## [PROBLEM TO SOLVE]
The data below has to be returned exactly, down to the last character.

## [Stored items]
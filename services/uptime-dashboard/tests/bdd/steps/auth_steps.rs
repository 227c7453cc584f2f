//! BDD step definitions for sign-in and session expiry

use cucumber::{given, then, when};

use uptime_dashboard::io::Method;
use uptime_dashboard::models::{AuthToken, Credentials};
use uptime_dashboard::session::TokenStore;
use uptime_dashboard::views::ServiceListView;
use uptime_dashboard::DashboardEvent;

use crate::world::DashboardWorld;

// --- Given steps ---

#[given("a signed-out session")]
fn signed_out(world: &mut DashboardWorld) {
    world.store.clear().expect("clear token");
}

#[given(expr = "a session holding token {string} of type {string}")]
fn session_with_token(world: &mut DashboardWorld, access_token: String, token_type: String) {
    world
        .store
        .save(&AuthToken {
            access_token,
            token_type,
        })
        .expect("save token");
}

#[given(expr = "the backend accepts sign-in with token {string} of type {string}")]
async fn backend_accepts_sign_in(world: &mut DashboardWorld, access_token: String, token_type: String) {
    let body = serde_json::json!({
        "access_token": access_token,
        "token_type": token_type,
    });
    world
        .http
        .route(Method::Post, "/auth/sign-in", 200, body.to_string())
        .await;
}

#[given("the backend rejects sign-in")]
async fn backend_rejects_sign_in(world: &mut DashboardWorld) {
    world
        .http
        .route(
            Method::Post,
            "/auth/sign-in",
            401,
            r#"{"detail":"Incorrect username or password"}"#,
        )
        .await;
}

#[given(expr = "the backend answers the service list with status {int}")]
async fn backend_answers_list_with(world: &mut DashboardWorld, status: u16) {
    world
        .http
        .route(
            Method::Get,
            "/services/",
            status,
            r#"{"detail":"Could not validate credentials"}"#,
        )
        .await;
}

// --- When steps ---

#[when(expr = "I log in as {string} with password {string}")]
async fn log_in(world: &mut DashboardWorld, username: String, password: String) {
    let auth = world.dashboard().auth();
    if let Err(e) = auth.login(&Credentials { username, password }).await {
        world.last_error = Some(e);
    }
}

#[when("the service list is loaded")]
async fn load_service_list(world: &mut DashboardWorld) {
    let mut list = ServiceListView::new(world.dashboard().api());
    list.load().await;
    world.list = Some(list);
}

#[when("I log out")]
fn log_out(world: &mut DashboardWorld) {
    world.dashboard().auth().logout().expect("logout");
}

// --- Then steps ---

#[then("there is no authorization header")]
fn no_header(world: &mut DashboardWorld) {
    assert!(world.dashboard().auth().authorization_header().is_none());
}

#[then(expr = "the authorization header is {string}")]
fn header_is(world: &mut DashboardWorld, expected: String) {
    assert_eq!(
        world.dashboard().auth().authorization_header().as_deref(),
        Some(expected.as_str())
    );
}

#[then("the session is authenticated")]
fn is_authenticated(world: &mut DashboardWorld) {
    assert!(world.dashboard().auth().is_authenticated());
}

#[then("the session is not authenticated")]
fn is_not_authenticated(world: &mut DashboardWorld) {
    assert!(!world.dashboard().auth().is_authenticated());
    assert!(world.store.load().expect("load token").is_none());
}

#[then(expr = "the login error reads {string}")]
fn login_error(world: &mut DashboardWorld, expected: String) {
    let error = world.last_error.as_ref().expect("login failed");
    assert_eq!(error.inline_message(), expected);
}

#[then("a session expired event was published")]
fn session_expired_published(world: &mut DashboardWorld) {
    let events = world.drain_events();
    assert!(
        events.contains(&DashboardEvent::SessionExpired),
        "events: {events:?}"
    );
}

#[then(expr = "the service list shows the error {string}")]
fn list_shows_error(world: &mut DashboardWorld, expected: String) {
    let list = world.list.as_ref().expect("list loaded");
    assert_eq!(list.state().error(), Some(expected.as_str()));
}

## [SOLVED EXERCISE]
filename services/uptime-dashboard/tests/bdd/steps/auth_steps.rs
repository 227c7453cc584f2f
//! BDD step definitions for sign-in and session expiry

use cucumber::{given, then, when};

use uptime_dashboard::io::Method;
use uptime_dashboard::models::{AuthToken, Credentials};
use uptime_dashboard::session::TokenStore;
use uptime_dashboard::views::ServiceListView;
use uptime_dashboard::DashboardEvent;

use crate::world::DashboardWorld;

// --- Given steps ---

#[given("a signed-out session")]
fn signed_out(world: &mut DashboardWorld) {
    world.store.clear().expect("clear token");
}

#[given(expr = "a session holding token {string} of type {string}")]
fn session_with_token(world: &mut DashboardWorld, access_token: String, token_type: String) {
    world
        .store
        .save(&AuthToken {
            access_token,
            token_type,
        })
        .expect("save token");
}

#[given(expr = "the backend accepts sign-in with token {string} of type {string}")]
async fn backend_accepts_sign_in(world: &mut DashboardWorld, access_token: String, token_type: String) {
    let body = serde_json::json!({
        "access_token": access_token,
        "token_type": token_type,
    });
    world
        .http
        .route(Method::Post, "/auth/sign-in", 200, body.to_string())
        .await;
}

#[given("the backend rejects sign-in")]
async fn backend_rejects_sign_in(world: &mut DashboardWorld) {
    world
        .http
        .route(
            Method::Post,
            "/auth/sign-in",
            401,
            r#"{"detail":"Incorrect username or password"}"#,
        )
        .await;
}

#[given(expr = "the backend answers the service list with status {int}")]
async fn backend_answers_list_with(world: &mut DashboardWorld, status: u16) {
    world
        .http
        .route(
            Method::Get,
            "/services/",
            status,
            r#"{"detail":"Could not validate credentials"}"#,
        )
        .await;
}

// --- When steps ---

#[when(expr = "I log in as {string} with password {string}")]
async fn log_in(world: &mut DashboardWorld, username: String, password: String) {
    let auth = world.dashboard().auth();
    if let Err(e) = auth.login(&Credentials { username, password }).await {
        world.last_error = Some(e);
    }
}

#[when("the service list is loaded")]
async fn load_service_list(world: &mut DashboardWorld) {
    let mut list = ServiceListView::new(world.dashboard().api());
    list.load().await;
    world.list = Some(list);
}

#[when("I log out")]
fn log_out(world: &mut DashboardWorld) {
    world.dashboard().auth().logout().expect("logout");
}

// --- Then steps ---

#[then("there is no authorization header")]
fn no_header(world: &mut DashboardWorld) {
    assert!(world.dashboard().auth().authorization_header().is_none());
}

#[then(expr = "the authorization header is {string}")]
fn header_is(world: &mut DashboardWorld, expected: String) {
    assert_eq!(
        world.dashboard().auth().authorization_header().as_deref(),
        Some(expected.as_str())
    );
}

#[then("the session is authenticated")]
fn is_authenticated(world: &mut DashboardWorld) {
    assert!(world.dashboard().auth().is_authenticated());
}

#[then("the session is not authenticated")]
fn is_not_authenticated(world: &mut DashboardWorld) {
    assert!(!world.dashboard().auth().is_authenticated());
    assert!(world.store.load().expect("load token").is_none());
}

#[then(expr = "the login error reads {string}")]
fn login_error(world: &mut DashboardWorld, expected: String) {
    let error = world.last_error.as_ref().expect("login failed");
    assert_eq!(error.inline_message(), expected);
}

#[then("a session expired event was published")]
fn session_expired_published(world: &mut DashboardWorld) {
    let events = world.drain_events();
    assert!(
        events.contains(&DashboardEvent::SessionExpired),
        "events: {events:?}"
    );
}

#[then(expr = "the service list shows the error {string}")]
fn list_shows_error(world: &mut DashboardWorld, expected: String) {
    let list = world.list.as_ref().expect("list loaded");
    assert_eq!(list.state().error(), Some(expected.as_str()));
}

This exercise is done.